Tissue-clearing techniques have transformed optical imaging of fixed specimens, yet their application to living systems remains limited by toxicity and removal of key tissue components. We recently demonstrated that absorbing molecules such as tartrazine can reversibly render live mouse skin transparent. Subsequently, it was reported that isotonic protein solutions can achieve ex vivo and in vivo cellular clearing. However, discrepancies remain regarding the optimal refractive index (RI) for live-cell clearing and the impact of elevated osmolality on cell viability. Here, using cultured mammalian cells, we systematically examine the dependence of optical contrast on medium RI and the effects of hyperosmolality. We find that, contrary to the recent report of an optimal RI of 1.36~1.37 for suspended cells, densely-packed adherent cells exhibit a monotonic increase in transparency up to an RI of 1.41 with tartrazine.

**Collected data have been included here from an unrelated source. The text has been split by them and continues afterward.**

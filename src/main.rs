use std::{net::SocketAddr, sync::Arc};
use tiny_agent::internal::{
    api::{create_router, AppState},
    registry::select_tools,
};
use tiny_agent::{load_config, Agent, EventLog};
use tracing_subscriber::{layer::SubscriberExt, util::SubscriberInitExt};

#[tokio::main]
async fn main() -> anyhow::Result<()> {
    let config = load_config();

    // Initialize tracing
    let default_filter = if config.verbose {
        "tiny_agent=debug,tower_http=debug"
    } else {
        "tiny_agent=info,tower_http=info"
    };
    tracing_subscriber::registry()
        .with(tracing_subscriber::EnvFilter::try_from_default_env()
            .unwrap_or_else(|_| default_filter.into()))
        .with(tracing_subscriber::fmt::layer())
        .init();

    let events = EventLog::new();
    let agent = Agent::new(config.name.clone()).with_sink(Arc::new(events.clone()));
    for tool in select_tools(config.tools.as_deref(), &config)? {
        agent.register_tool(tool).await?;
    }

    let app = create_router(AppState::new(Arc::new(agent), events));

    let addr: SocketAddr = config.api_addr.parse()?;
    tracing::info!("Agent API server starting on {}", addr);

    let listener = tokio::net::TcpListener::bind(addr).await?;
    axum::serve(listener, app).await?;

    Ok(())
}
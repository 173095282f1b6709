use serde::{Deserialize, Serialize};
use serde_json::{json, Value};
use std::sync::Arc;
use tokio::sync::{RwLock, RwLockReadGuard};
use uuid::Uuid;

use crate::internal::{
    mem::store::MemoryStore,
    registry::{RegistrationError, ToolRegistry},
    tools::{
        result::ToolResult,
        spec::{Tool, ToolArgs, ToolInfo},
    },
    trace::events::{AgentEvent, EventKind, EventSink, TracingSink},
};

pub const CURRENT_TASK_KEY: &str = "current_task";

/// Memory slot holding the most recent envelope produced by `tool`.
pub fn last_result_key(tool: &str) -> String {
    format!("tool_{}_last_result", tool)
}

/// Whether an execution request reached a registered tool.
#[derive(Debug, Clone, Copy, PartialEq, Eq)]
pub enum Dispatch {
    Executed,
    NotFound,
}

#[derive(Debug, Clone, Copy, PartialEq, Eq, Serialize, Deserialize)]
#[serde(rename_all = "snake_case")]
pub enum TaskStatus {
    Completed,
}

#[derive(Debug, Clone, PartialEq, Serialize, Deserialize)]
pub struct TaskResult {
    pub task: String,
    pub status: TaskStatus,
    pub tools_available: Vec<String>,
    pub memory_keys: Vec<String>,
}

/// Owns a tool registry and a memory store, and runs tools on behalf of a
/// caller. Every tool outcome, including faults, is returned as a
/// [`ToolResult`] and written to memory; unknown tool names are not.
pub struct Agent {
    id: Uuid,
    name: String,
    tools: ToolRegistry,
    memory: RwLock<MemoryStore>,
    sinks: Vec<Arc<dyn EventSink>>,
}

impl Agent {
    pub fn new(name: impl Into<String>) -> Self {
        Self {
            id: Uuid::new_v4(),
            name: name.into(),
            tools: ToolRegistry::new(),
            memory: RwLock::new(MemoryStore::new()),
            sinks: vec![Arc::new(TracingSink)],
        }
    }

    pub fn with_sink(mut self, sink: Arc<dyn EventSink>) -> Self {
        self.sinks.push(sink);
        self
    }

    pub fn id(&self) -> Uuid {
        self.id
    }

    pub fn name(&self) -> &str {
        &self.name
    }

    fn emit(&self, event: AgentEvent) {
        for sink in &self.sinks {
            sink.record(&event);
        }
    }

    fn event(&self, kind: EventKind) -> AgentEvent {
        AgentEvent::new(self.id, &self.name, kind)
    }

    pub async fn register_tool(&self, tool: Arc<dyn Tool>) -> Result<(), RegistrationError> {
        let name = tool.name().to_string();
        if let Some(previous) = self.tools.register(tool).await? {
            tracing::debug!("Replaced previously registered tool: {}", previous.name());
        }
        self.emit(self.event(EventKind::ToolRegistered).with_tool(&name));
        Ok(())
    }

    pub async fn get_tool(&self, name: &str) -> Option<Arc<dyn Tool>> {
        self.tools.get(name).await
    }

    pub async fn tool_names(&self) -> Vec<String> {
        self.tools.names().await
    }

    pub async fn tools(&self) -> Vec<ToolInfo> {
        self.tools.list().await
    }

    pub async fn execute_tool(&self, name: &str, args: ToolArgs) -> ToolResult {
        self.dispatch_tool(name, args).await.1
    }

    /// Like [`Agent::execute_tool`], but also says whether `name` resolved to a
    /// tool. Both come from the same registry lookup.
    pub async fn dispatch_tool(&self, name: &str, args: ToolArgs) -> (Dispatch, ToolResult) {
        // Clone the handle out so the registry lock is not held across the call
        let Some(tool) = self.tools.get(name).await else {
            self.emit(self.event(EventKind::ToolNotFound).with_tool(name));
            let result = ToolResult::failure(format!("Tool '{}' not found", name));
            return (Dispatch::NotFound, result);
        };

        self.emit(self.event(EventKind::ToolExecuting).with_tool(name));
        let result = ToolResult::from_outcome(tool.execute(args).await);

        self.memory
            .write()
            .await
            .set(last_result_key(name), result.to_value());

        let kind = if result.is_success() {
            EventKind::ToolSucceeded
        } else {
            EventKind::ToolFailed
        };
        let mut event = self.event(kind).with_tool(name);
        if let Some(error) = result.error() {
            event = event.with_detail(json!({ "error": error }));
        }
        self.emit(event);

        (Dispatch::Executed, result)
    }

    /// Record `task` and report what the agent has available. Always completes.
    pub async fn run(&self, task: &str) -> TaskResult {
        self.emit(
            self.event(EventKind::TaskStarted)
                .with_detail(json!({ "task": task })),
        );

        let memory_keys = {
            let mut memory = self.memory.write().await;
            memory.set(CURRENT_TASK_KEY, Value::String(task.to_string()));
            memory.list_keys()
        };

        TaskResult {
            task: task.to_string(),
            status: TaskStatus::Completed,
            tools_available: self.tools.names().await,
            memory_keys,
        }
    }

    /// Read-only view of the agent's memory.
    pub async fn memory(&self) -> RwLockReadGuard<'_, MemoryStore> {
        self.memory.read().await
    }

    /// Delete `key` from memory. Returns false if it was not present.
    pub async fn forget(&self, key: &str) -> bool {
        self.memory.write().await.delete(key)
    }
}
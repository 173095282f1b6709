use std::{collections::HashMap, sync::Arc};
use tokio::sync::RwLock;

use crate::internal::{
    config::AgentConfig,
    tools::{
        file::FileTool,
        http::HttpTool,
        shell::ShellTool,
        spec::{Tool, ToolInfo},
    },
};

/// Short names accepted on the command line and in config, in listing order.
pub const DEFAULT_TOOL_NAMES: &[&str] = &["http", "file", "shell"];

#[derive(Debug, thiserror::Error)]
pub enum RegistrationError {
    #[error("Tool does not implement the tool contract: name is empty")]
    EmptyName,
    #[error("Tool '{0}' does not implement the tool contract: description is empty")]
    EmptyDescription(String),
}

#[derive(Debug, thiserror::Error)]
pub enum RegistryError {
    #[error("Unknown tool: {0}")]
    UnknownTool(String),
}

/// Built-in tools keyed by short name.
pub fn default_tools(config: &AgentConfig) -> HashMap<String, Arc<dyn Tool>> {
    let mut tools: HashMap<String, Arc<dyn Tool>> = HashMap::new();
    tools.insert(
        "http".to_string(),
        Arc::new(HttpTool::with_timeout(config.http_timeout())),
    );
    tools.insert("file".to_string(), Arc::new(FileTool));
    tools.insert(
        "shell".to_string(),
        Arc::new(ShellTool::with_timeout(config.shell_timeout())),
    );
    tools
}

/// Picks built-in tools by short name; every built-in when `names` is `None`.
pub fn select_tools(
    names: Option<&[String]>,
    config: &AgentConfig,
) -> Result<Vec<Arc<dyn Tool>>, RegistryError> {
    let mut available = default_tools(config);
    match names {
        None => Ok(DEFAULT_TOOL_NAMES
            .iter()
            .filter_map(|name| available.remove(*name))
            .collect()),
        Some(names) => names
            .iter()
            .map(|name| name.trim())
            .filter(|name| !name.is_empty())
            .map(|name| {
                available
                    .get(name)
                    .cloned()
                    .ok_or_else(|| RegistryError::UnknownTool(name.to_string()))
            })
            .collect(),
    }
}

/// Split a comma-separated list such as `"http, shell"`.
pub fn parse_tool_list(list: &str) -> Vec<String> {
    list.split(',')
        .map(|name| name.trim().to_string())
        .filter(|name| !name.is_empty())
        .collect()
}

/// Check that a tool satisfies the contract before it may be registered.
pub fn validate_tool(tool: &dyn Tool) -> Result<(), RegistrationError> {
    if tool.name().trim().is_empty() {
        return Err(RegistrationError::EmptyName);
    }
    if tool.description().trim().is_empty() {
        return Err(RegistrationError::EmptyDescription(tool.name().to_string()));
    }
    Ok(())
}

/// Name to tool map shared behind a lock. Tools are held by `Arc`, so the
/// same instance can be registered with several agents.
#[derive(Clone, Default)]
pub struct ToolRegistry {
    inner: Arc<RwLock<HashMap<String, Arc<dyn Tool>>>>,
}

impl ToolRegistry {
    pub fn new() -> Self {
        Self::default()
    }

    /// Inserts `tool`, replacing any tool already registered under its name.
    /// Returns the replaced tool.
    pub async fn register(
        &self,
        tool: Arc<dyn Tool>,
    ) -> Result<Option<Arc<dyn Tool>>, RegistrationError> {
        validate_tool(tool.as_ref())?;
        let name = tool.name().to_string();
        Ok(self.inner.write().await.insert(name, tool))
    }

    pub async fn get(&self, name: &str) -> Option<Arc<dyn Tool>> {
        self.inner.read().await.get(name).cloned()
    }

    /// Registered names, sorted.
    pub async fn names(&self) -> Vec<String> {
        let mut names: Vec<String> = self.inner.read().await.keys().cloned().collect();
        names.sort();
        names
    }

    pub async fn list(&self) -> Vec<ToolInfo> {
        let mut infos: Vec<ToolInfo> = self
            .inner
            .read()
            .await
            .values()
            .map(|tool| ToolInfo::of(tool.as_ref()))
            .collect();
        infos.sort_by(|a, b| a.name.cmp(&b.name));
        infos
    }
}

#[cfg(test)]
mod tests {
    use super::*;

    #[test]
    fn test_parse_tool_list() {
        assert_eq!(parse_tool_list(" http, ,shell "), vec!["http", "shell"]);
        assert!(parse_tool_list("").is_empty());
    }

    #[test]
    fn test_select_tools_rejects_unknown_name() {
        let config = AgentConfig::default();
        let names = vec!["http".to_string(), "ftp".to_string()];
        let err = select_tools(Some(names.as_slice()), &config).err().unwrap();
        assert_eq!(err.to_string(), "Unknown tool: ftp");
    }

    #[test]
    fn test_select_all_tools_in_listing_order() {
        let config = AgentConfig::default();
        let tools = select_tools(None, &config).unwrap();
        let names: Vec<&str> = tools.iter().map(|t| t.name()).collect();
        assert_eq!(names, vec!["http_request", "file_operations", "shell_command"]);
    }
}
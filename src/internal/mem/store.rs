use chrono::{DateTime, Utc};
use serde::{Deserialize, Serialize};
use serde_json::Value;
use std::collections::HashMap;

#[derive(Debug, Clone, Copy, PartialEq, Eq, Serialize, Deserialize)]
pub enum MemoryAction {
    #[serde(rename = "set")]
    Set,
    #[serde(rename = "delete")]
    Delete,
}

/// One mutation of the store. Records are never changed once appended.
#[derive(Debug, Clone, PartialEq, Serialize, Deserialize)]
pub struct MemoryRecord {
    pub action: MemoryAction,
    pub key: String,
    #[serde(default, skip_serializing_if = "Option::is_none")]
    pub value: Option<Value>,
    pub timestamp: DateTime<Utc>, // ISO 8601 datetime
}

/// Key-value state plus the ordered log of every mutation that produced it.
#[derive(Debug, Default)]
pub struct MemoryStore {
    entries: HashMap<String, Value>,
    history: Vec<MemoryRecord>,
}

impl MemoryStore {
    pub fn new() -> Self {
        Self::default()
    }

    pub fn set(&mut self, key: impl Into<String>, value: Value) {
        let key = key.into();
        self.entries.insert(key.clone(), value.clone());
        self.history.push(MemoryRecord {
            action: MemoryAction::Set,
            key,
            value: Some(value),
            timestamp: Utc::now(),
        });
    }

    pub fn get(&self, key: &str) -> Option<&Value> {
        self.entries.get(key)
    }

    pub fn get_or(&self, key: &str, default: Value) -> Value {
        self.entries.get(key).cloned().unwrap_or(default)
    }

    /// Removes `key`. Returns false, and records nothing, when the key is absent.
    pub fn delete(&mut self, key: &str) -> bool {
        if self.entries.remove(key).is_none() {
            return false;
        }

        self.history.push(MemoryRecord {
            action: MemoryAction::Delete,
            key: key.to_string(),
            value: None,
            timestamp: Utc::now(),
        });
        true
    }

    pub fn contains_key(&self, key: &str) -> bool {
        self.entries.contains_key(key)
    }

    /// Currently present keys, sorted.
    pub fn list_keys(&self) -> Vec<String> {
        let mut keys: Vec<String> = self.entries.keys().cloned().collect();
        keys.sort();
        keys
    }

    /// Copy of the mutation log, oldest first.
    pub fn history(&self) -> Vec<MemoryRecord> {
        self.history.clone()
    }

    pub fn snapshot(&self) -> HashMap<String, Value> {
        self.entries.clone()
    }

    pub fn len(&self) -> usize {
        self.entries.len()
    }

    pub fn is_empty(&self) -> bool {
        self.entries.is_empty()
    }

    /// Rebuild key-value state by applying records in order.
    pub fn replay(records: &[MemoryRecord]) -> HashMap<String, Value> {
        let mut state = HashMap::new();
        for record in records {
            match record.action {
                MemoryAction::Set => {
                    state.insert(
                        record.key.clone(),
                        record.value.clone().unwrap_or(Value::Null),
                    );
                }
                MemoryAction::Delete => {
                    state.remove(&record.key);
                }
            }
        }
        state
    }
}
use async_trait::async_trait;
use serde::Deserialize;
use serde_json::json;

use crate::internal::tools::{
    result::ToolResult,
    spec::{parse_args, Tool, ToolArgs, ToolError},
};

pub const FILE_TOOL_NAME: &str = "file_operations";

#[derive(Debug, Deserialize)]
struct FileArgs {
    #[serde(default = "default_action")]
    action: String,
    #[serde(default)]
    filepath: String,
    #[serde(default)]
    content: String,
}

fn default_action() -> String {
    "read".to_string()
}

/// Reads, writes and checks files on the local filesystem.
#[derive(Debug, Clone, Default)]
pub struct FileTool;

#[async_trait]
impl Tool for FileTool {
    fn name(&self) -> &str {
        FILE_TOOL_NAME
    }

    fn description(&self) -> &str {
        "Read and write files"
    }

    async fn execute(&self, args: ToolArgs) -> Result<ToolResult, ToolError> {
        let args: FileArgs = parse_args(args)?;

        match args.action.as_str() {
            "read" => {
                let content = tokio::fs::read_to_string(&args.filepath).await?;
                Ok(ToolResult::success(json!({ "content": content })))
            }
            "write" => {
                tokio::fs::write(&args.filepath, args.content.as_bytes()).await?;
                Ok(ToolResult::success(json!({
                    "message": format!("File written: {}", args.filepath)
                })))
            }
            "exists" => {
                let exists = tokio::fs::metadata(&args.filepath).await.is_ok();
                Ok(ToolResult::success(json!({ "exists": exists })))
            }
            other => Ok(ToolResult::failure(format!("Unknown action: {}", other))),
        }
    }
}
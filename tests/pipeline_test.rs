//! End-to-end tests for the completion stream
//!
//! Each test builds a fake Django installation (and optionally a project)
//! on disk and runs the full pipeline against the real file system.

mod support;

use django_completions::fs::RealFileSystem;
use django_completions::{pipeline, Config};
use serial_test::serial;
use support::Fixture;

fn run_pipeline(config: &Config) -> String {
    let fs = RealFileSystem::new();
    let mut buf = Vec::new();
    pipeline::run(&fs, config, &mut buf).expect("pipeline run");
    String::from_utf8(buf).expect("utf8 stream")
}

fn config_for(fixture: &Fixture, with_project: bool) -> Config {
    Config {
        management: with_project.then(|| fixture.manage_py()),
        django_dir: Some(fixture.django_dir()),
    }
}

#[test]
fn stream_has_all_group_headers_and_terminator() {
    let fixture = Fixture::install_only();
    let out = run_pipeline(&config_for(&fixture, false));

    let settings = out.find("@@settings").expect("settings header");
    let queryset = out.find("@@queryset").expect("queryset header");
    let tags = out.find("@@htmldjangotags").expect("tags header");
    let filters = out.find("@@htmldjangofilters").expect("filters header");
    assert!(settings < queryset && queryset < tags && tags < filters);
    assert!(out.ends_with("##\n"));
}

#[test]
fn builtin_settings_documented_without_project() {
    let fixture = Fixture::install_only();
    let out = run_pipeline(&config_for(&fixture, false));

    assert!(out.contains("##DEBUG\nWhether to run in debug mode.\n"));
    assert!(out.contains(
        "##ADMINS\nPeople who get code error notifications.\\nIn the format [(\"Full Name\", \"email@example.com\")]\n"
    ));
    assert!(out.contains("##ALLOWED_HOSTS\n"));
}

#[test]
fn queryset_methods_have_signatures_and_attributes_are_bare() {
    let fixture = Fixture::install_only();
    let out = run_pipeline(&config_for(&fixture, false));

    assert!(out.contains(
        "##filter(self, *args, **kwargs)\nReturn a new QuerySet instance with the args ANDed to the\\nexisting set.\n"
    ));
    assert!(out.contains("##count(self)\nReturn the number of objects.\n"));
    // Property: bare word, no documentation line (next word follows directly)
    assert!(out.contains("##db\n##"));
}

#[test]
fn default_tags_and_filters_rendered_as_typed() {
    let fixture = Fixture::install_only();
    let out = run_pipeline(&config_for(&fixture, false));

    assert!(out.contains("##{% cycle %}\nCycle among the given strings each time this tag is encountered.\n"));
    assert!(out.contains("##{% if %}\nEvaluate a variable, and output the block contents if true.\n"));
    assert!(out.contains("##|upper\nConvert a string into all uppercase.\n"));
    assert!(out.contains("##|add\nAdd the arg to the value.\n"));
}

#[test]
fn settings_deduplicated_across_project_and_builtin() {
    let fixture = Fixture::with_project();
    let out = run_pipeline(&config_for(&fixture, true));

    // DEBUG defined in both; builtin is scanned first and keeps its doc
    assert_eq!(out.matches("##DEBUG\n").count(), 1);
    assert!(out.contains("##DEBUG\nWhether to run in debug mode.\n"));
    // Project-only settings contribute their own docs
    assert!(out.contains("##PAGE_SIZE\nItems shown on one page.\n"));
}

#[test]
fn duplicate_filter_keeps_earliest_loaded_documentation() {
    let fixture = Fixture::with_project();
    let out = run_pipeline(&config_for(&fixture, true));

    // Builtin upper loads before both apps' versions
    assert_eq!(out.matches("##|upper\n").count(), 1);
    assert!(out.contains("##|upper\nConvert a string into all uppercase.\n"));
    assert!(!out.contains("Polls' upper"));
    assert!(!out.contains("Blog's upper"));
}

#[test]
fn app_tags_discovered_with_escaped_multiline_docs() {
    let fixture = Fixture::with_project();
    let out = run_pipeline(&config_for(&fixture, true));

    assert!(out.contains(
        "##{% poll_chart %}\nRender a chart\\nspanning several lines of documentation.\n"
    ));
}

#[test]
fn escape_count_matches_original_newline_count() {
    let fixture = Fixture::with_project();
    let out = run_pipeline(&config_for(&fixture, true));

    // ADMINS has a two-line comment block: exactly one escaped newline
    let admins_doc = out
        .split("##ADMINS\n")
        .nth(1)
        .and_then(|rest| rest.lines().next())
        .expect("ADMINS doc line");
    assert_eq!(admins_doc.matches("\\n").count(), 1);

    // filter() has a two-line docstring: exactly one escaped newline
    let filter_doc = out
        .split("##filter(self, *args, **kwargs)\n")
        .nth(1)
        .and_then(|rest| rest.lines().next())
        .expect("filter doc line");
    assert_eq!(filter_doc.matches("\\n").count(), 1);
}

#[test]
fn output_is_byte_identical_across_runs() {
    let fixture = Fixture::with_project();
    let config = config_for(&fixture, true);
    assert_eq!(run_pipeline(&config), run_pipeline(&config));
}

#[test]
#[serial]
fn missing_installation_produces_empty_output() {
    // Probing must not escape the fixture into a real environment
    std::env::remove_var("VIRTUAL_ENV");

    let fixture = Fixture::install_only();
    let config = Config {
        management: None,
        django_dir: Some(fixture.dir.path().join("nowhere")),
    };
    let fs = RealFileSystem::new();
    let mut buf = Vec::new();
    pipeline::run(&fs, &config, &mut buf).expect("pipeline run");
    assert!(buf.is_empty());
}

#[test]
fn unresolvable_settings_module_degrades_to_defaults() {
    let fixture = Fixture::install_only();
    fixture.write(&fixture.manage_py(), "print('no settings module here')\n");

    let out = run_pipeline(&config_for(&fixture, true));
    assert!(out.contains("@@settings"));
    assert!(out.contains("##DEBUG\nWhether to run in debug mode.\n"));
    assert!(out.ends_with("##\n"));
}

#[test]
fn package_walk_fallback_finds_app_libraries() {
    let fixture = Fixture::install_only();
    fixture.write(
        &fixture.manage_py(),
        "os.environ.setdefault(\"DJANGO_SETTINGS_MODULE\", \"mysite.settings\")\n",
    );
    // Settings without INSTALLED_APPS force the package walk strategy
    fixture.write(
        &fixture.project_dir().join("mysite/settings.py"),
        "DEBUG = True\n",
    );
    fixture.write(
        &fixture.project_dir().join("shop/templatetags/__init__.py"),
        "",
    );
    fixture.write(
        &fixture.project_dir().join("shop/templatetags/shop_tags.py"),
        "register = template.Library()\n\n\n@register.tag\ndef basket(parser, token):\n    \"\"\"Render the basket.\"\"\"\n    return BasketNode()\n",
    );

    let out = run_pipeline(&config_for(&fixture, true));
    assert!(out.contains("##{% basket %}\nRender the basket.\n"));
}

Moreover, even under highly hyperosmotic conditions (~1200 mOsm/kg), cultured cells exhibit minimal deformation and negligible loss of viability for up to 30 min in the clearing solution. These results demonstrate that tartrazine enables effective live-cell clearing at RI up to 1.41 while preserving viability under elevated osmolality, and motivate future studies to define optimal conditions for in vivo optical clearing.